- _Directions_:
Each record below must be written out exactly as given.
Input records section start
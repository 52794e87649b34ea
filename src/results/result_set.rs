use std::collections::HashMap;
use std::sync::Arc;

use serde_json::Value as JsonValue;

use super::row::{Row, index_columns};
use crate::types::RowValues;

/// An ordered, finite sequence of rows produced by one SELECT-like statement.
#[derive(Debug, Clone, Default, PartialEq)]
pub struct ResultSet {
    /// The rows returned by the query
    pub rows: Vec<Row>,
    /// Column names shared by all rows (to avoid duplicating in each row)
    column_names: Arc<Vec<String>>,
    column_index: Arc<HashMap<String, usize>>,
}

impl ResultSet {
    /// Create an empty result set for the given columns.
    #[must_use]
    pub fn new(column_names: Vec<String>) -> Self {
        Self::with_capacity(column_names, 0)
    }

    /// Create a new result set with a known row capacity
    #[must_use]
    pub fn with_capacity(column_names: Vec<String>, capacity: usize) -> Self {
        let column_index = Arc::new(index_columns(&column_names));
        Self {
            rows: Vec::with_capacity(capacity),
            column_names: Arc::new(column_names),
            column_index,
        }
    }

    /// Get the column names for this result set
    #[must_use]
    pub fn column_names(&self) -> &[String] {
        &self.column_names
    }

    /// Add a row to the result set
    ///
    /// Values must follow column-declaration order.
    pub fn add_row_values(&mut self, values: Vec<RowValues>) {
        self.rows.push(Row::with_index(
            Arc::clone(&self.column_names),
            Arc::clone(&self.column_index),
            values,
        ));
    }

    #[must_use]
    pub fn len(&self) -> usize {
        self.rows.len()
    }

    #[must_use]
    pub fn is_empty(&self) -> bool {
        self.rows.is_empty()
    }

    #[must_use]
    pub fn first(&self) -> Option<&Row> {
        self.rows.first()
    }

    pub fn iter(&self) -> std::slice::Iter<'_, Row> {
        self.rows.iter()
    }

    /// Render every row as a JSON object, in row order.
    #[must_use]
    pub fn to_json(&self) -> JsonValue {
        JsonValue::Array(self.rows.iter().map(Row::to_json).collect())
    }
}

impl IntoIterator for ResultSet {
    type Item = Row;
    type IntoIter = std::vec::IntoIter<Row>;

    fn into_iter(self) -> Self::IntoIter {
        self.rows.into_iter()
    }
}

impl<'a> IntoIterator for &'a ResultSet {
    type Item = &'a Row;
    type IntoIter = std::slice::Iter<'a, Row>;

    fn into_iter(self) -> Self::IntoIter {
        self.rows.iter()
    }
}
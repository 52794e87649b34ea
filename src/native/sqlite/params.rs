use rusqlite::types::Value;

use crate::types::QueryValue;

/// Convert a single `QueryValue` to a rusqlite `Value`.
#[must_use]
pub fn query_value_to_sqlite(value: QueryValue) -> Value {
    match value {
        QueryValue::Null => Value::Null,
        QueryValue::Text(s) => Value::Text(s),
        QueryValue::Int(i) => Value::Integer(i),
        QueryValue::Float(f) => Value::Real(f),
        QueryValue::Blob(bytes) => Value::Blob(bytes),
    }
}

/// Convert positional parameters, preserving order.
#[must_use]
pub fn convert_params(params: Vec<QueryValue>) -> Vec<Value> {
    params.into_iter().map(query_value_to_sqlite).collect()
}
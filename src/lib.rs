//! Async session layer over callback-style native database clients.
//!
//! A [`Connection`] walks `Unconnected -> Connected -> Disconnected`, executes SQL,
//! prepares [`Statement`]s and controls the transaction. Every operation goes through
//! [`adapt`], which turns the native client's error-first callback into a single
//! settlement. [`callback`] offers the same core with completion callbacks instead of
//! futures.
//!
//! The native client sits behind [`native::NativeSession`]. With the default `sqlite`
//! feature, [`native::sqlite::SqliteSession`] provides one backed by `rusqlite`.

pub mod adapt;
pub mod callback;
pub mod config;
pub mod connection;
pub mod error;
pub mod native;
pub mod prelude;
pub mod results;
pub mod statement;
pub mod types;

pub use callback::{CallbackConnection, CallbackStatement};
pub use config::{ConnectionParams, ConnectionParamsBuilder};
pub use connection::{Connection, ConnectionState};
pub use error::{NativeError, SessionError};
pub use results::{QueryOutcome, ResultSet, Row};
pub use statement::{CursorPosition, Statement};
pub use types::{QueryValue, RowValues};

#[cfg(all(doctest, feature = "sqlite"))]
#[doc = include_str!("../README.md")]
pub struct ReadmeDoctests;

#[cfg(feature = "sqlite")]
pub use native::sqlite::SqliteSession;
Input records section end
- _Task solution_:
repository 52794e87649b34ea
filename src/results/result_set.rs
use std::collections::HashMap;
use std::sync::Arc;

use serde_json::Value as JsonValue;

use super::row::{Row, index_columns};
use crate::types::RowValues;

/// An ordered, finite sequence of rows produced by one SELECT-like statement.
#[derive(Debug, Clone, Default, PartialEq)]
pub struct ResultSet {
    /// The rows returned by the query
    pub rows: Vec<Row>,
    /// Column names shared by all rows (to avoid duplicating in each row)
    column_names: Arc<Vec<String>>,
    column_index: Arc<HashMap<String, usize>>,
}

impl ResultSet {
    /// Create an empty result set for the given columns.
    #[must_use]
    pub fn new(column_names: Vec<String>) -> Self {
        Self::with_capacity(column_names, 0)
    }

    /// Create a new result set with a known row capacity
    #[must_use]
    pub fn with_capacity(column_names: Vec<String>, capacity: usize) -> Self {
        let column_index = Arc::new(index_columns(&column_names));
        Self {
            rows: Vec::with_capacity(capacity),
            column_names: Arc::new(column_names),
            column_index,
        }
    }

    /// Get the column names for this result set
    #[must_use]
    pub fn column_names(&self) -> &[String] {
        &self.column_names
    }

    /// Add a row to the result set
    ///
    /// Values must follow column-declaration order.
    pub fn add_row_values(&mut self, values: Vec<RowValues>) {
        self.rows.push(Row::with_index(
            Arc::clone(&self.column_names),
            Arc::clone(&self.column_index),
            values,
        ));
    }

    #[must_use]
    pub fn len(&self) -> usize {
        self.rows.len()
    }

    #[must_use]
    pub fn is_empty(&self) -> bool {
        self.rows.is_empty()
    }

    #[must_use]
    pub fn first(&self) -> Option<&Row> {
        self.rows.first()
    }

    pub fn iter(&self) -> std::slice::Iter<'_, Row> {
        self.rows.iter()
    }

    /// Render every row as a JSON object, in row order.
    #[must_use]
    pub fn to_json(&self) -> JsonValue {
        JsonValue::Array(self.rows.iter().map(Row::to_json).collect())
    }
}

impl IntoIterator for ResultSet {
    type Item = Row;
    type IntoIter = std::vec::IntoIter<Row>;

    fn into_iter(self) -> Self::IntoIter {
        self.rows.into_iter()
    }
}

impl<'a> IntoIterator for &'a ResultSet {
    type Item = &'a Row;
    type IntoIter = std::slice::Iter<'a, Row>;

    fn into_iter(self) -> Self::IntoIter {
        self.rows.iter()
    }
}
repository 52794e87649b34ea
filename src/native/sqlite/params.rs
use rusqlite::types::Value;

use crate::types::QueryValue;

/// Convert a single `QueryValue` to a rusqlite `Value`.
#[must_use]
pub fn query_value_to_sqlite(value: QueryValue) -> Value {
    match value {
        QueryValue::Null => Value::Null,
        QueryValue::Text(s) => Value::Text(s),
        QueryValue::Int(i) => Value::Integer(i),
        QueryValue::Float(f) => Value::Real(f),
        QueryValue::Blob(bytes) => Value::Blob(bytes),
    }
}

/// Convert positional parameters, preserving order.
#[must_use]
pub fn convert_params(params: Vec<QueryValue>) -> Vec<Value> {
    params.into_iter().map(query_value_to_sqlite).collect()
}
filename src/lib.rs
//! Async session layer over callback-style native database clients.
//!
//! A [`Connection`] walks `Unconnected -> Connected -> Disconnected`, executes SQL,
//! prepares [`Statement`]s and controls the transaction. Every operation goes through
//! [`adapt`], which turns the native client's error-first callback into a single
//! settlement. [`callback`] offers the same core with completion callbacks instead of
//! futures.
//!
//! The native client sits behind [`native::NativeSession`]. With the default `sqlite`
//! feature, [`native::sqlite::SqliteSession`] provides one backed by `rusqlite`.

pub mod adapt;
pub mod callback;
pub mod config;
pub mod connection;
pub mod error;
pub mod native;
pub mod prelude;
pub mod results;
pub mod statement;
pub mod types;

pub use callback::{CallbackConnection, CallbackStatement};
pub use config::{ConnectionParams, ConnectionParamsBuilder};
pub use connection::{Connection, ConnectionState};
pub use error::{NativeError, SessionError};
pub use results::{QueryOutcome, ResultSet, Row};
pub use statement::{CursorPosition, Statement};
pub use types::{QueryValue, RowValues};

#[cfg(all(doctest, feature = "sqlite"))]
#[doc = include_str!("../README.md")]
pub struct ReadmeDoctests;

#[cfg(feature = "sqlite")]
pub use native::sqlite::SqliteSession;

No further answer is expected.